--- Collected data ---
*** Begin section ***
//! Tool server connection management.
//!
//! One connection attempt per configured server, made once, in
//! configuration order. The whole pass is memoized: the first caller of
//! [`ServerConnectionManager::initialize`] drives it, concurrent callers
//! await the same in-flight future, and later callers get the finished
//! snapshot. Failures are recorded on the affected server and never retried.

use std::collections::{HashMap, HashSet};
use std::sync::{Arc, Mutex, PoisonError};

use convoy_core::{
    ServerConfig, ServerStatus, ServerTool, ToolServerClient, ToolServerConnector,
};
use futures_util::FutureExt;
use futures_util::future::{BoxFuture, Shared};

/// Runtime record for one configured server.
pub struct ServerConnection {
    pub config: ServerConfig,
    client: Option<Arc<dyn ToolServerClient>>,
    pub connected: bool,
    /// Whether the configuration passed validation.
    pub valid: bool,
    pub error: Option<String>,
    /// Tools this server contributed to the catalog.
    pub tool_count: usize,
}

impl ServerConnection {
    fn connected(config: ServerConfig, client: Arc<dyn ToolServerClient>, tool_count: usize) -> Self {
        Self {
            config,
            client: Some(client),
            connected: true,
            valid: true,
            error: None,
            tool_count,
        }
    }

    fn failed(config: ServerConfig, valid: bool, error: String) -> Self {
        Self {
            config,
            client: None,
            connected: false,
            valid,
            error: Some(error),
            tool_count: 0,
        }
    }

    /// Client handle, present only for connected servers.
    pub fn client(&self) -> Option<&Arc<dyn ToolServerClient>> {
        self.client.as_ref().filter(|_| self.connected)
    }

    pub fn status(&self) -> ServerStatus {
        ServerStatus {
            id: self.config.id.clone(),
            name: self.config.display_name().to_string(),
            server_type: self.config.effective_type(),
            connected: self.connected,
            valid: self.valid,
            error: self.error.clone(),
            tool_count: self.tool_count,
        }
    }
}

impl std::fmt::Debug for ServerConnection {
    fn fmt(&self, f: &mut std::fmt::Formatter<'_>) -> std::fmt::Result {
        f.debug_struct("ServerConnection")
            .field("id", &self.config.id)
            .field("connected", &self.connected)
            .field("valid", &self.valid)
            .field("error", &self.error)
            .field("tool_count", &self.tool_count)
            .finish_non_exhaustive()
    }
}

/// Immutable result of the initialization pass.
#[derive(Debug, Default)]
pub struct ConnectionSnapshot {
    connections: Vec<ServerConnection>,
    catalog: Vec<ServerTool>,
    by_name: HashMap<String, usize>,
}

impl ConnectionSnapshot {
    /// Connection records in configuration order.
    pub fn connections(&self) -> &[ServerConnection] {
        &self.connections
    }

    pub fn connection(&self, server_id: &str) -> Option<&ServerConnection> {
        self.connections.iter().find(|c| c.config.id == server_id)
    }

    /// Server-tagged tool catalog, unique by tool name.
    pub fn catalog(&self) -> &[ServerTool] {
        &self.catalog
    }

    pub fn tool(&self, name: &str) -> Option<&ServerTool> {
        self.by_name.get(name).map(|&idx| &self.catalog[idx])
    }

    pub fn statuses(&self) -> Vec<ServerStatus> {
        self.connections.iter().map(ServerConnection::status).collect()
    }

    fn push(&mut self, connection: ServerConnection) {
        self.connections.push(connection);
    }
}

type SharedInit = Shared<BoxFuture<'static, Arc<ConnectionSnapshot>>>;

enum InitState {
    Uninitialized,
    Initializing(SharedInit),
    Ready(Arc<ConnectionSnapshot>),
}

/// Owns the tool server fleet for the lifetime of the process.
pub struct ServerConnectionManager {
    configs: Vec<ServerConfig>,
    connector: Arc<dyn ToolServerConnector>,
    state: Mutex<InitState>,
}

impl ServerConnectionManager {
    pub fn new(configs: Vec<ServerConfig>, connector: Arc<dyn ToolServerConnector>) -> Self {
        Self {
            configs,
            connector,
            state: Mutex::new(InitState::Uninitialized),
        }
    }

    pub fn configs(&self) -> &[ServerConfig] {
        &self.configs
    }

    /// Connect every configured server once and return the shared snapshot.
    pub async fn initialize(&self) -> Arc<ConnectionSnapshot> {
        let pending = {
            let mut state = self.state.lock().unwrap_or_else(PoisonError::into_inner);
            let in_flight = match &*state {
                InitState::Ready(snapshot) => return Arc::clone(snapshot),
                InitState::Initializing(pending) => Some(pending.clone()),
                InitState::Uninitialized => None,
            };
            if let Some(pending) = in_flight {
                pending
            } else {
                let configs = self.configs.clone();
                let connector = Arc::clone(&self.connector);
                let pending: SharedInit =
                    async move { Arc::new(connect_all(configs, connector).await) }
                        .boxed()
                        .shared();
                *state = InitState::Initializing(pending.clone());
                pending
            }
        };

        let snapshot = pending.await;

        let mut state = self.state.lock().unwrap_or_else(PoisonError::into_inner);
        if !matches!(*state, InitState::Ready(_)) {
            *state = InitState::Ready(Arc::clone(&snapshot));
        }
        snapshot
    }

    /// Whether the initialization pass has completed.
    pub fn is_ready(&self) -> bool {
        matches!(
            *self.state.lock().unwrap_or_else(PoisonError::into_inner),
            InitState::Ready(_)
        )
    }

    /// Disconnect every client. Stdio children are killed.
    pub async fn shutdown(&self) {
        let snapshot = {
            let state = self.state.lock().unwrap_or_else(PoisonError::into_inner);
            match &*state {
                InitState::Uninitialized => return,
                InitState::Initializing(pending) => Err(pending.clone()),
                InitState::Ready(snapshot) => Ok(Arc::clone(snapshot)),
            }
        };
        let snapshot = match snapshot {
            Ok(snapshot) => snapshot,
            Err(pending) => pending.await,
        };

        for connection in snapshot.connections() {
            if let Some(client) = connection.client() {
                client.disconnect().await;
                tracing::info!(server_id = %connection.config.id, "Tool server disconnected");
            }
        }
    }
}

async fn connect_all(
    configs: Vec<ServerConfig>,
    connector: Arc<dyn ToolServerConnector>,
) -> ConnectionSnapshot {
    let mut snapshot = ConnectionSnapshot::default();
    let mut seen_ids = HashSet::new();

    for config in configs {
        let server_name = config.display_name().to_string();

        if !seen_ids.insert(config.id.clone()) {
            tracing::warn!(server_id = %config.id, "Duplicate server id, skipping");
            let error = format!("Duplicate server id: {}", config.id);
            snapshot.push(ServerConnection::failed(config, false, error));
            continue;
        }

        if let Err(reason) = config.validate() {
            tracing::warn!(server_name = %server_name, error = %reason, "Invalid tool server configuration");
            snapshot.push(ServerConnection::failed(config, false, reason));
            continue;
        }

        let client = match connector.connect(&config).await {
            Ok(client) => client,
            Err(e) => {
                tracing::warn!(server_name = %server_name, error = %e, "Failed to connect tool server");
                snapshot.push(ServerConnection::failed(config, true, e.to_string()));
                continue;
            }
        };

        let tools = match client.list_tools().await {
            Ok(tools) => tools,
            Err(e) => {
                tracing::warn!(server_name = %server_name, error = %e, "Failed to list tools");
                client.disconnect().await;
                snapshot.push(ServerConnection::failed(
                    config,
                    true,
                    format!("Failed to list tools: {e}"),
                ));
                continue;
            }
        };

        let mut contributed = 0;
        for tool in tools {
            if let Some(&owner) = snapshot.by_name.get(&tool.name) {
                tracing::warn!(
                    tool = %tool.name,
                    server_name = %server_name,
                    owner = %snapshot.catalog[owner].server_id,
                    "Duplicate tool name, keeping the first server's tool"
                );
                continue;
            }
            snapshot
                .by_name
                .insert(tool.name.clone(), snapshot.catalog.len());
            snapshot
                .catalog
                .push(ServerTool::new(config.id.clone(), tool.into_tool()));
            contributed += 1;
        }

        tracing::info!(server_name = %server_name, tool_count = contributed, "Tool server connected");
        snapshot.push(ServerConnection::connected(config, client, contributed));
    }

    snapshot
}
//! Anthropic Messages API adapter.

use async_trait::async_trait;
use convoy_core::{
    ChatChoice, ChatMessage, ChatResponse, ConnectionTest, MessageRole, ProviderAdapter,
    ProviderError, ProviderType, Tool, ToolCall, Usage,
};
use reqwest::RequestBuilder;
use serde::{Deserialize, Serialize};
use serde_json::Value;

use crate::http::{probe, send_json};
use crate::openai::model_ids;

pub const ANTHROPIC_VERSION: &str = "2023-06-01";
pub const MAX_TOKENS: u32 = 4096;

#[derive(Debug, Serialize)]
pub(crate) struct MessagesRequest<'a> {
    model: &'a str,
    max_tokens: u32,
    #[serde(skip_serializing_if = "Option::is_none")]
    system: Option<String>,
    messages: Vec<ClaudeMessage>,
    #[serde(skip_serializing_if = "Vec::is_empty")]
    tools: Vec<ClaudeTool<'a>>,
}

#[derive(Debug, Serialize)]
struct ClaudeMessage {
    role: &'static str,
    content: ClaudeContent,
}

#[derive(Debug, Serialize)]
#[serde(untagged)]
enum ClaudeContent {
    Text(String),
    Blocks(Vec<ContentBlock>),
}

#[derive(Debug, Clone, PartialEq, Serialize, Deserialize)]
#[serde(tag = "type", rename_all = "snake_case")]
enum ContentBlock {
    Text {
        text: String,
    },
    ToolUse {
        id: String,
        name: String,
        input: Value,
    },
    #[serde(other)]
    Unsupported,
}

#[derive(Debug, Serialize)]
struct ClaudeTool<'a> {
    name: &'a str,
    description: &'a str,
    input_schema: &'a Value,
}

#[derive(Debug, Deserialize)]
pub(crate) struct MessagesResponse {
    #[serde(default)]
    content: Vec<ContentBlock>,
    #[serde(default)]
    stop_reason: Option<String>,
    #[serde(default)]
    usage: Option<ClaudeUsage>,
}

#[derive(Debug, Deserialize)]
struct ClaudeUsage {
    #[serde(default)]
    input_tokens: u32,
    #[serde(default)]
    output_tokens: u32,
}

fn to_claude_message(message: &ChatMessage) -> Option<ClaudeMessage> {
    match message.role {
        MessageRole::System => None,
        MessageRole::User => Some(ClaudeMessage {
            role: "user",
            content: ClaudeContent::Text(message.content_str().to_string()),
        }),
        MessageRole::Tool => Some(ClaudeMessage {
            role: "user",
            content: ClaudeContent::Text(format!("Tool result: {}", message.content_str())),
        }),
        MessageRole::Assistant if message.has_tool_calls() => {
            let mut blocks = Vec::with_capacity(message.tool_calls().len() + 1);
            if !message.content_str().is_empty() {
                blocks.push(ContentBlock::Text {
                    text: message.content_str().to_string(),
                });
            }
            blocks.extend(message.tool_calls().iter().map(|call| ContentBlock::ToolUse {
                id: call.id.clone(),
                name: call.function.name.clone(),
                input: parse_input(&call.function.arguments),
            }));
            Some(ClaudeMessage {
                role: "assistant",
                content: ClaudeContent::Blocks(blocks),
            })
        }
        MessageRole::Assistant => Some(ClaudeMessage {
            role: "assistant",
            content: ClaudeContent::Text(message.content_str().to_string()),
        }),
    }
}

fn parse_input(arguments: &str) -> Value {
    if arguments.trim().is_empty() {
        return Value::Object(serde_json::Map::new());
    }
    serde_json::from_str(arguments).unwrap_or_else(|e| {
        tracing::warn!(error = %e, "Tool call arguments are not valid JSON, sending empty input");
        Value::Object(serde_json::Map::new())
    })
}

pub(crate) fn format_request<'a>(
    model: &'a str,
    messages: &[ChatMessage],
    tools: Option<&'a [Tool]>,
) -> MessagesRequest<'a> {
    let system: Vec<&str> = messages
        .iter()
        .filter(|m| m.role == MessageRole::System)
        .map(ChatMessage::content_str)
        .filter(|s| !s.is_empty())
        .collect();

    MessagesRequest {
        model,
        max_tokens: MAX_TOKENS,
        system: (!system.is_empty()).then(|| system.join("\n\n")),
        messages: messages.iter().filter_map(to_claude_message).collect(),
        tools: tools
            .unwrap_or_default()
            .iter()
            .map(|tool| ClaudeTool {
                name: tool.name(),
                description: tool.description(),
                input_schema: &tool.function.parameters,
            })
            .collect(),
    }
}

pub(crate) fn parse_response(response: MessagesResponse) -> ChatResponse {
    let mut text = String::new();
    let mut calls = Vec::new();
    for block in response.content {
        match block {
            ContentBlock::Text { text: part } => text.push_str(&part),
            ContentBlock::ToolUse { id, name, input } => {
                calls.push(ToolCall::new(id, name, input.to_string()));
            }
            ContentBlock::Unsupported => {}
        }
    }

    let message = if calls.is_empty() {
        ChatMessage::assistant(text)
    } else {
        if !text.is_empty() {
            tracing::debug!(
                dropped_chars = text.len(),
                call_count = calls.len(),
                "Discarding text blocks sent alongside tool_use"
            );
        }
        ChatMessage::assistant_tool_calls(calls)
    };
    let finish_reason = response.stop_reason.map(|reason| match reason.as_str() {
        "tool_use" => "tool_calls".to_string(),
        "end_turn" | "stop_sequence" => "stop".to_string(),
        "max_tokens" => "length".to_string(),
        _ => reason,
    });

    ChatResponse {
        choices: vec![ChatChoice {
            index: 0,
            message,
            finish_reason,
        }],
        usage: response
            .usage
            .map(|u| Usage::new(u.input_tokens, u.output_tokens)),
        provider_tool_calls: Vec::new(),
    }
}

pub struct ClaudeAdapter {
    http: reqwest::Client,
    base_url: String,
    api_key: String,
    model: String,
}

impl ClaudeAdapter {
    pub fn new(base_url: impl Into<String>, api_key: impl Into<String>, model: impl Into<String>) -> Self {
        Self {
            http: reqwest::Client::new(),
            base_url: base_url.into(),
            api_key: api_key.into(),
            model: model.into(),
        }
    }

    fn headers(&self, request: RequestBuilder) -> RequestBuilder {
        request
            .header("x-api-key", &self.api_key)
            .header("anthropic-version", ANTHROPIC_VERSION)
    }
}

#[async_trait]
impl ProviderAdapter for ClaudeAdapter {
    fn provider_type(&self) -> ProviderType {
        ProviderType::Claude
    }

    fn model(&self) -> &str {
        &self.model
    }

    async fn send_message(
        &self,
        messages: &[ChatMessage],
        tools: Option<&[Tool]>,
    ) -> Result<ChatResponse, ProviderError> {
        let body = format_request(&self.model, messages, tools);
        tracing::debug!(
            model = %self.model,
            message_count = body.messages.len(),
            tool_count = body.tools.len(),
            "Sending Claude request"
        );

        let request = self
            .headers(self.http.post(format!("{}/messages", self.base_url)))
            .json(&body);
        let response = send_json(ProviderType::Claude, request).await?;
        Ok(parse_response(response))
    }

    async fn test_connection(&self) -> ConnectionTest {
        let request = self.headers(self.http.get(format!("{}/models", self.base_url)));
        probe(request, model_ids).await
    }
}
*** End section ***
--- The task ---
Determine how many lines in the records contain "owner", and reply with the number only.

--- Solution for this exercise ---
2